Rock Werchter is an annual music festival held in the village of Werchter, near Leuven, Belgium, since 1976 and is a large sized rock music festival. The 2003, 2005, 2006, 2007, 2012 and 2014 festivals received the Arthur award for best festival in the world at the International Live Music Conference (ILMC). It can host 88,000 guests daily, of which 67,500 combine all four days, to add up to a total maximum of 149,500 different attendees.

The festival started in 1974 as a one-day event with performances from Banzai and Kandahar, but over the years it has evolved to become one of Belgium's largest music festivals. Originally it was a double-festival, called "Torhout-Werchter", with two festival areas at different sites in Belgium: one in Werchter and one in Torhout. In 1999, the festival dropped the Torhout site and since then has taken place only in Werchter. Since 2003 Werchter has been a 4-day festival, as it was sold by owner Herman Schueremans to American organizers Live Nation. Schueremans however remains the main organizer of the event. The festival is organized every first weekend of the summer vacation in Belgium (last weekend of June or the first of July).

In recent years, there has been controversy about rising ticket prices. Because of this, Schueremans was heckled during an appearance on HUMO's Pop Poll, a Belgian alternative award show. At €200 for four days (€18 extra to include camping or €25 for xl-camping) in 2012, it was still considered a relatively inexpensive music festival.

The camping sites officially open at 8am on the first day of the festival, but because of guests arriving early and camping on the street, the organizers have traditionally been forced to open the camping sites early - sometimes more than 24 hours. The campsites are located along the three main entrance roads into Werchter (from Haacht, Aarschot and Leuven), most of them within one  kilometer of the festival site, but some located as far as 3 kilometers away.  In 2011, for the first time, XL camping tickets are available, allowing festival goers to arrive and camp from 4pm on the Wednesday before the festival.

Until the 1990s, the festival attracted mostly Flemish festival goers, but in recent years it has become more and more international with an especially large influx of Dutch, French, Walloon and British visitors, with notable Australian, South African and other contingents. Belgians alternatively go to the Pukkelpop and Dour festivals.

All graphics of Rock Werchter, inclusive the posters, were designed by Tom Hautekiet, who died in April 2020.

History

The festival started off as a one-day event, then named "Torhout-Werchter" festival, becoming a two-day festival in 1996, a 3-day festival in 2000, and a 4-day festival named "Rock Werchter" since 2003.

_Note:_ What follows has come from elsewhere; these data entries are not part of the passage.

//! Local event routing.
//!
//! Consumes watcher events, discards echoes of remote applies via the
//! ignore set, classifies the rest, and fans the resulting updates out
//! to every synchronized peer. For a modify, the outbound delta is
//! computed against the signature the peers last saw, and only after
//! the message is enqueued everywhere is the stored signature advanced
//! to the new content.

use std::fs;
use std::path::Path;
use std::sync::Arc;

use crossbeam_channel::Receiver;
use tracing::{debug, info, warn};

use crate::error::Result;
use crate::message::Message;
use crate::node::SyncContext;
use crate::path::RelPath;
use crate::registry::PeerRegistry;
use crate::state::mtime_of;
use crate::watcher::DirEvent;

/// Drain watcher events until the channel disconnects.
pub(crate) fn run(events: &Receiver<DirEvent>, ctx: &Arc<SyncContext>, registry: &Arc<PeerRegistry>) {
    while let Ok(event) = events.recv() {
        if let Err(e) = handle_event(ctx, registry, &event) {
            warn!("event handling failed: {e}");
        }
    }
    debug!("event router stopped");
}

/// Route one filesystem event.
///
/// # Errors
///
/// Returns `Io`/`Signature` errors from reading content or the
/// signature store; individual events never abort the router loop.
pub(crate) fn handle_event(
    ctx: &SyncContext,
    registry: &PeerRegistry,
    event: &DirEvent,
) -> Result<()> {
    match event {
        DirEvent::Create(path) => upsert(ctx, registry, path, true),
        DirEvent::Modify(path) => upsert(ctx, registry, path, false),
        DirEvent::Delete(path) => delete(ctx, registry, path),
        DirEvent::Rename(src, dst) => rename(ctx, registry, src, dst),
    }
}

fn resolve(ctx: &SyncContext, abs: &Path) -> Option<RelPath> {
    match RelPath::from_fs(ctx.root(), abs) {
        Ok(rel) if !rel.is_ignored() => Some(rel),
        Ok(_) => None,
        Err(e) => {
            debug!(path = %abs.display(), "unroutable event path: {e}");
            None
        }
    }
}

fn upsert(ctx: &SyncContext, registry: &PeerRegistry, abs: &Path, created: bool) -> Result<()> {
    let Some(rel) = resolve(ctx, abs) else {
        return Ok(());
    };
    let Ok(meta) = fs::metadata(abs) else {
        // Vanished since the event fired; the delete event handles it.
        return Ok(());
    };
    let mtime = mtime_of(&meta);

    if ctx.ignore.consume(&rel, Some(mtime)) {
        debug!(path = %rel, "suppressed remote echo");
        return Ok(());
    }

    let bytes = match fs::read(abs) {
        Ok(bytes) => bytes,
        Err(e) if e.kind() == std::io::ErrorKind::NotFound => return Ok(()),
        Err(e) => return Err(e.into()),
    };
    let new_sig = ctx.engine.signature(&bytes);

    let prior = if created { None } else { ctx.store.load(&rel)? };
    let msg = match prior {
        Some(record) => match ctx.engine.delta(&record.sig, &bytes) {
            Ok(delta) => Message::Modify {
                path: rel.as_str().to_string(),
                mtime,
                delta,
            },
            Err(e) => {
                debug!(path = %rel, "stored signature unusable ({e}), sending full file");
                Message::Create {
                    path: rel.as_str().to_string(),
                    mtime,
                    bytes: bytes.clone(),
                }
            }
        },
        None => Message::Create {
            path: rel.as_str().to_string(),
            mtime,
            bytes: bytes.clone(),
        },
    };

    info!(path = %rel, kind = msg.kind(), size = bytes.len(), "local change");
    registry.broadcast(&msg, true);
    // Advance the baseline only after the delta is on every queue.
    ctx.store.save(&rel, mtime, &new_sig)?;
    Ok(())
}

fn delete(ctx: &SyncContext, registry: &PeerRegistry, abs: &Path) -> Result<()> {
    let Some(rel) = resolve(ctx, abs) else {
        return Ok(());
    };
    if ctx.ignore.consume(&rel, None) {
        debug!(path = %rel, "suppressed remote delete echo");
        return Ok(());
    }

    let mtime = ctx.clock.now();
    info!(path = %rel, "local delete");
    registry.broadcast(
        &Message::Delete {
            path: rel.as_str().to_string(),
            mtime,
        },
        true,
    );
    ctx.store.remove(&rel)?;
    Ok(())
}

fn rename(ctx: &SyncContext, registry: &PeerRegistry, src_abs: &Path, dst_abs: &Path) -> Result<()> {
    let src = resolve(ctx, src_abs);
    let dst = resolve(ctx, dst_abs);
    match (src, dst) {
        (Some(src), Some(dst)) => {
            let observed = fs::metadata(dst_abs).ok().map(|m| mtime_of(&m));
            let src_echo = ctx.ignore.consume(&src, None);
            let dst_echo = ctx.ignore.consume(&dst, observed);
            if src_echo || dst_echo {
                debug!(src = %src, dst = %dst, "suppressed remote rename echo");
                return Ok(());
            }

            let mtime = ctx.clock.now();
            info!(src = %src, dst = %dst, "local rename");
            registry.broadcast(
                &Message::Rename {
                    src: src.as_str().to_string(),
                    dst: dst.as_str().to_string(),
                    mtime,
                },
                true,
            );
            ctx.store.rename(&src, &dst)?;
            Ok(())
        }
        // Half the pair is out of scope: degrade to what peers can see.
        (Some(_), None) => delete(ctx, registry, src_abs),
        (None, Some(_)) => upsert(ctx, registry, dst_abs, false),
        (None, None) => Ok(()),
    }
}

#[cfg(test)]
mod tests {
    use super::*;
    use crate::clock::Clock;
    use crate::config::Config;
    use crate::node::SyncContext;
    use std::sync::atomic::AtomicBool;

    struct FixedClock(f64);

    impl Clock for FixedClock {
        fn now(&self) -> f64 {
            self.0
        }
    }

    struct Fixture {
        _root: tempfile::TempDir,
        _sigs: tempfile::TempDir,
        ctx: Arc<SyncContext>,
        registry: Arc<PeerRegistry>,
    }

    fn fixture(clock_now: f64) -> Fixture {
        let root = tempfile::tempdir().unwrap();
        let sigs = tempfile::tempdir().unwrap();
        let mut config = Config::new(root.path());
        config.signature_dir = sigs.path().join("store");
        let ctx = Arc::new(
            SyncContext::with_clock(config, Arc::new(FixedClock(clock_now))).unwrap(),
        );
        let registry = PeerRegistry::new(
            crate::registry::PeerId {
                ip: std::net::IpAddr::V4(std::net::Ipv4Addr::LOCALHOST),
                port: 0,
            },
            Arc::clone(&ctx),
            Arc::new(AtomicBool::new(false)),
        );
        Fixture {
            _root: root,
            _sigs: sigs,
            ctx,
            registry,
        }
    }

    fn rel(s: &str) -> RelPath {
        RelPath::new(s).unwrap()
    }

    #[test]
    fn create_event_stores_signature() {
        let f = fixture(1000.0);
        let abs = f.ctx.root().join("fresh.txt");
        fs::write(&abs, b"fresh content").unwrap();

        handle_event(&f.ctx, &f.registry, &DirEvent::Create(abs)).unwrap();

        let record = f.ctx.store.load(&rel("fresh.txt")).unwrap().unwrap();
        assert!(!record.sig.is_empty());
    }

    #[test]
    fn modify_event_advances_signature() {
        let f = fixture(1000.0);
        let abs = f.ctx.root().join("doc.txt");
        fs::write(&abs, b"version one").unwrap();
        handle_event(&f.ctx, &f.registry, &DirEvent::Create(abs.clone())).unwrap();
        let before = f.ctx.store.load(&rel("doc.txt")).unwrap().unwrap();

        fs::write(&abs, b"version two, longer than before").unwrap();
        handle_event(&f.ctx, &f.registry, &DirEvent::Modify(abs)).unwrap();
        let after = f.ctx.store.load(&rel("doc.txt")).unwrap().unwrap();
        assert_ne!(before.sig, after.sig);
    }

    #[test]
    fn echo_is_consumed_not_routed() {
        let f = fixture(1000.0);
        let abs = f.ctx.root().join("echoed.txt");
        fs::write(&abs, b"remote content").unwrap();
        let mtime = mtime_of(&fs::metadata(&abs).unwrap());
        f.ctx.ignore.insert(rel("echoed.txt"), mtime);

        handle_event(&f.ctx, &f.registry, &DirEvent::Modify(abs)).unwrap();

        // Entry consumed, and the baseline was not advanced (no store
        // record was written by the router).
        assert!(f.ctx.ignore.is_empty());
        assert!(f.ctx.store.load(&rel("echoed.txt")).unwrap().is_none());
    }

    #[test]
    fn delete_event_clears_signature() {
        let f = fixture(2000.0);
        let abs = f.ctx.root().join("bye.txt");
        fs::write(&abs, b"x").unwrap();
        handle_event(&f.ctx, &f.registry, &DirEvent::Create(abs.clone())).unwrap();
        fs::remove_file(&abs).unwrap();

        handle_event(&f.ctx, &f.registry, &DirEvent::Delete(abs)).unwrap();
        assert!(f.ctx.store.load(&rel("bye.txt")).unwrap().is_none());
    }

    #[test]
    fn delete_echo_is_consumed() {
        let f = fixture(2000.0);
        let abs = f.ctx.root().join("remote-del.txt");
        f.ctx.ignore.insert(rel("remote-del.txt"), 123.0);

        handle_event(&f.ctx, &f.registry, &DirEvent::Delete(abs)).unwrap();
        assert!(f.ctx.ignore.is_empty());
    }

    #[test]
    fn rename_event_moves_signature() {
        let f = fixture(3000.0);
        let foo = f.ctx.root().join("foo");
        fs::write(&foo, b"payload").unwrap();
        handle_event(&f.ctx, &f.registry, &DirEvent::Create(foo.clone())).unwrap();

        let bar = f.ctx.root().join("bar");
        fs::rename(&foo, &bar).unwrap();
        handle_event(&f.ctx, &f.registry, &DirEvent::Rename(foo, bar)).unwrap();

        assert!(f.ctx.store.load(&rel("foo")).unwrap().is_none());
        assert!(f.ctx.store.load(&rel("bar")).unwrap().is_some());
    }

    #[test]
    fn vanished_file_event_is_harmless() {
        let f = fixture(1000.0);
        let abs = f.ctx.root().join("phantom.txt");
        handle_event(&f.ctx, &f.registry, &DirEvent::Modify(abs)).unwrap();
        assert!(f.ctx.store.load(&rel("phantom.txt")).unwrap().is_none());
    }

    #[test]
    fn out_of_root_event_is_dropped() {
        let f = fixture(1000.0);
        handle_event(
            &f.ctx,
            &f.registry,
            &DirEvent::Modify("/somewhere/else.txt".into()),
        )
        .unwrap();
    }
}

Before 1995, when the festival was still a double-festival, it had one stage with 8 or 9 bands performing twice, once in Torhout and once in Werchter. Since 1995 the Main stage was accompanied by a second stage. This stage was an open-air stage until 1999 when it was made a tent named 'Pyramid Marquee', with a capacity of 6,000 people. The performers in Pyramid Marquee are usually lesser-known or aimed at a specific audience. Sometimes groups that do well in Pyramid Marquee are expected to have a hard time taking the step to the Main stage, especially when they are seen as an act needing intimate, smaller venues. Sigur Rós is the most famous example of this, when they were programmed on Main Stage in 2008 after their 2006 performance in Pyramid Marquee, but they managed the transition and were hailed as one of the best performances of the festival.

In 2012, a new third stage was added, called "The Barn" which is translated to "De Schuur" in Dutch, a reference to the nickname of organiser Herman Schueremans. The new tent – with a capacity of 10,000 – is meant for the more intimate concerts on Rock Werchter, like Beirut in 2012.

In 2013, Pyramid Marquee was replaced by a new bigger tent, named "KluB C".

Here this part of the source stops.